### Listed records

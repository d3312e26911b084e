use nambola_protocol::{ClaimResponse, GameStatus, PendingClaim, PickNameResponse, Profile, QrCode, Ticket};

use crate::marks::MarkSet;
use crate::router::Route;

#[derive(Debug, Clone, PartialEq)]
pub enum Msg {
    Register(RegisterMsg),
    Play(PlayMsg),
    Admin(AdminMsg),
}

#[derive(Debug, Clone, PartialEq)]
pub enum RegisterMsg {
    NamesLoaded(Vec<String>),
    NameChanged(String),
    // index into the visible suggestions
    SuggestionChosen(usize),
    Submit,
    Registered(String),
    RegisterFailed(String),
}

#[derive(Debug, Clone, PartialEq)]
pub enum PlayMsg {
    TicketLoaded { seq: u64, ticket: Ticket },
    TicketFailed { seq: u64, error: String },
    StatusLoaded { seq: u64, status: GameStatus },
    ToggleMark { row: usize, col: usize },
    Claim,
    ClaimFinished(Result<ClaimResponse, String>),
}

#[derive(Debug, Clone, Copy, PartialEq, Eq)]
pub enum LoginOutcome {
    Accepted,
    Rejected,
    Failed,
}

#[derive(Debug, Clone, PartialEq)]
pub enum AdminMsg {
    PasswordChanged(String),
    Login,
    LoginFinished(LoginOutcome),

    QrLoaded(QrCode),
    ToggleQr,
    StatusLoaded { seq: u64, status: GameStatus },
    ClaimsLoaded { seq: u64, claims: Vec<PendingClaim> },

    // Name draw
    PickName,
    Picked { pick: PickNameResponse, profile: Profile },
    PickFailed(String),
    RevealPhoto,
    CloseReveal,

    // Claim review
    Review(u64),
    CancelReview,
    Verify { is_valid: bool },
    Verified,
    VerifyFailed(String),

    // Reset
    ResetRequested,
    ResetConfirmed,
    ResetCancelled,
    ResetFinished(Result<(), String>),
}

/// Which polling schedule a screen wants running.
#[derive(Debug, Clone, Copy, PartialEq, Eq)]
pub enum PollPlan {
    /// Game status on the jittered player cadence.
    Play,
    /// Game status and the claim queue every second.
    Admin,
}

/// Side effects requested by a reducer. The runtime executes them; reducers
/// never touch the network or storage themselves.
#[derive(Debug, Clone, PartialEq)]
pub enum Effect {
    LoadNames,
    Register(String),
    PersistTicket(String),
    Navigate(Route),

    LoadTicket(String),
    SaveMarks { ticket_id: String, marks: MarkSet },
    SubmitClaim(String),

    Login(String),
    LoadQr,
    LoadStatus,
    LoadClaims,
    PickName,
    VerifyClaim { claim_id: u64, is_valid: bool },
    ResetGame,

    StartPolling(PollPlan),
    Alert(String),
}
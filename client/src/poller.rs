use std::{
    future::Future,
    sync::{
        atomic::{AtomicU64, Ordering},
        Arc,
    },
    time::Duration,
};

use rand::{rngs::StdRng, Rng, SeedableRng};
use tokio::task::JoinHandle;
use tracing::debug;

/// How long to wait between two ticks.
#[derive(Debug, Clone, Copy, PartialEq, Eq)]
pub enum Cadence {
    Fixed(Duration),
    /// `base` plus a uniformly random extra in `[0, spread)`, drawn per tick
    /// so that many clients drift apart instead of hitting the server together.
    Jittered { base: Duration, spread: Duration },
}

impl Cadence {
    /// Player screens: every 2 to 4 seconds.
    pub const PLAY: Cadence = Cadence::Jittered {
        base: Duration::from_millis(2000),
        spread: Duration::from_millis(2000),
    };
    /// Admin console: every second.
    pub const ADMIN: Cadence = Cadence::Fixed(Duration::from_secs(1));

    pub fn next_delay<R: Rng + ?Sized>(&self, rng: &mut R) -> Duration {
        match *self {
            Cadence::Fixed(period) => period,
            Cadence::Jittered { base, spread } => {
                let spread_ms = spread.as_millis() as u64;
                if spread_ms == 0 {
                    return base;
                }
                base + Duration::from_millis(rng.gen_range(0..spread_ms))
            }
        }
    }
}

/// Issues increasing sequence numbers for one kind of request. A response is
/// applied only if its number beats the last one applied, so a slow reply
/// can never overwrite a fresher one.
#[derive(Debug, Default)]
pub struct Sequencer {
    next: AtomicU64,
}

impl Sequencer {
    pub fn new() -> Arc<Self> {
        Arc::new(Self::default())
    }

    /// First call returns 1.
    pub fn issue(&self) -> u64 {
        self.next.fetch_add(1, Ordering::Relaxed) + 1
    }
}

/// Tracks the newest sequence applied to a piece of model state.
#[derive(Debug, Clone, Copy, Default, PartialEq, Eq)]
pub struct Freshness {
    applied: u64,
}

impl Freshness {
    /// Records `seq` and returns true when it is newer than anything seen.
    pub fn accept(&mut self, seq: u64) -> bool {
        if seq > self.applied {
            self.applied = seq;
            true
        } else {
            false
        }
    }

    pub fn applied(&self) -> u64 {
        self.applied
    }
}

/// A repeating background task. Each tick spawns `tick()` without waiting on
/// earlier ticks. Stopping (or dropping) the poller aborts the schedule.
#[derive(Debug)]
pub struct Poller {
    name: &'static str,
    handle: JoinHandle<()>,
}

impl Poller {
    pub fn start<F, Fut>(name: &'static str, cadence: Cadence, mut tick: F) -> Self
    where
        F: FnMut() -> Fut + Send + 'static,
        Fut: Future<Output = ()> + Send + 'static,
    {
        debug!("poller {} started ({:?})", name, cadence);
        let handle = tokio::spawn(async move {
            let mut rng = StdRng::from_entropy();
            loop {
                let delay = cadence.next_delay(&mut rng);
                tokio::time::sleep(delay).await;
                tokio::spawn(tick());
            }
        });
        Self { name, handle }
    }

    pub fn name(&self) -> &'static str {
        self.name
    }

    pub fn is_running(&self) -> bool {
        !self.handle.is_finished()
    }

    pub fn stop(self) {
        // Drop does the work.
    }
}

impl Drop for Poller {
    fn drop(&mut self) {
        self.handle.abort();
        debug!("poller {} stopped", self.name);
    }
}

#[cfg(test)]
mod tests {
    use super::*;
    use std::sync::atomic::AtomicUsize;

    #[test]
    fn jitter_stays_in_window() {
        let mut rng = StdRng::seed_from_u64(5);
        for _ in 0..500 {
            let d = Cadence::PLAY.next_delay(&mut rng);
            assert!(d >= Duration::from_millis(2000));
            assert!(d < Duration::from_millis(4000));
        }
        assert_eq!(Cadence::ADMIN.next_delay(&mut rng), Duration::from_secs(1));
    }

    #[test]
    fn stale_sequences_are_refused() {
        let seq = Sequencer::new();
        let first = seq.issue();
        let second = seq.issue();
        assert!(second > first);

        let mut fresh = Freshness::default();
        assert!(fresh.accept(second));
        assert!(!fresh.accept(first));
        assert!(!fresh.accept(second));
        assert_eq!(fresh.applied(), second);
    }

    #[tokio::test(start_paused = true)]
    async fn ticks_until_stopped() {
        let count = Arc::new(AtomicUsize::new(0));
        let counter = count.clone();
        let poller = Poller::start("test", Cadence::Fixed(Duration::from_millis(100)), move || {
            let counter = counter.clone();
            async move {
                counter.fetch_add(1, Ordering::SeqCst);
            }
        });

        tokio::time::sleep(Duration::from_millis(350)).await;
        tokio::task::yield_now().await;
        let seen = count.load(Ordering::SeqCst);
        assert_eq!(seen, 3);

        poller.stop();
        tokio::time::sleep(Duration::from_millis(500)).await;
        tokio::task::yield_now().await;
        assert_eq!(count.load(Ordering::SeqCst), seen);
    }
}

######

Go through the data and return each line where the word "Result" appears.

    ClaimFinished(Result<ClaimResponse, String>),
    ResetFinished(Result<(), String>),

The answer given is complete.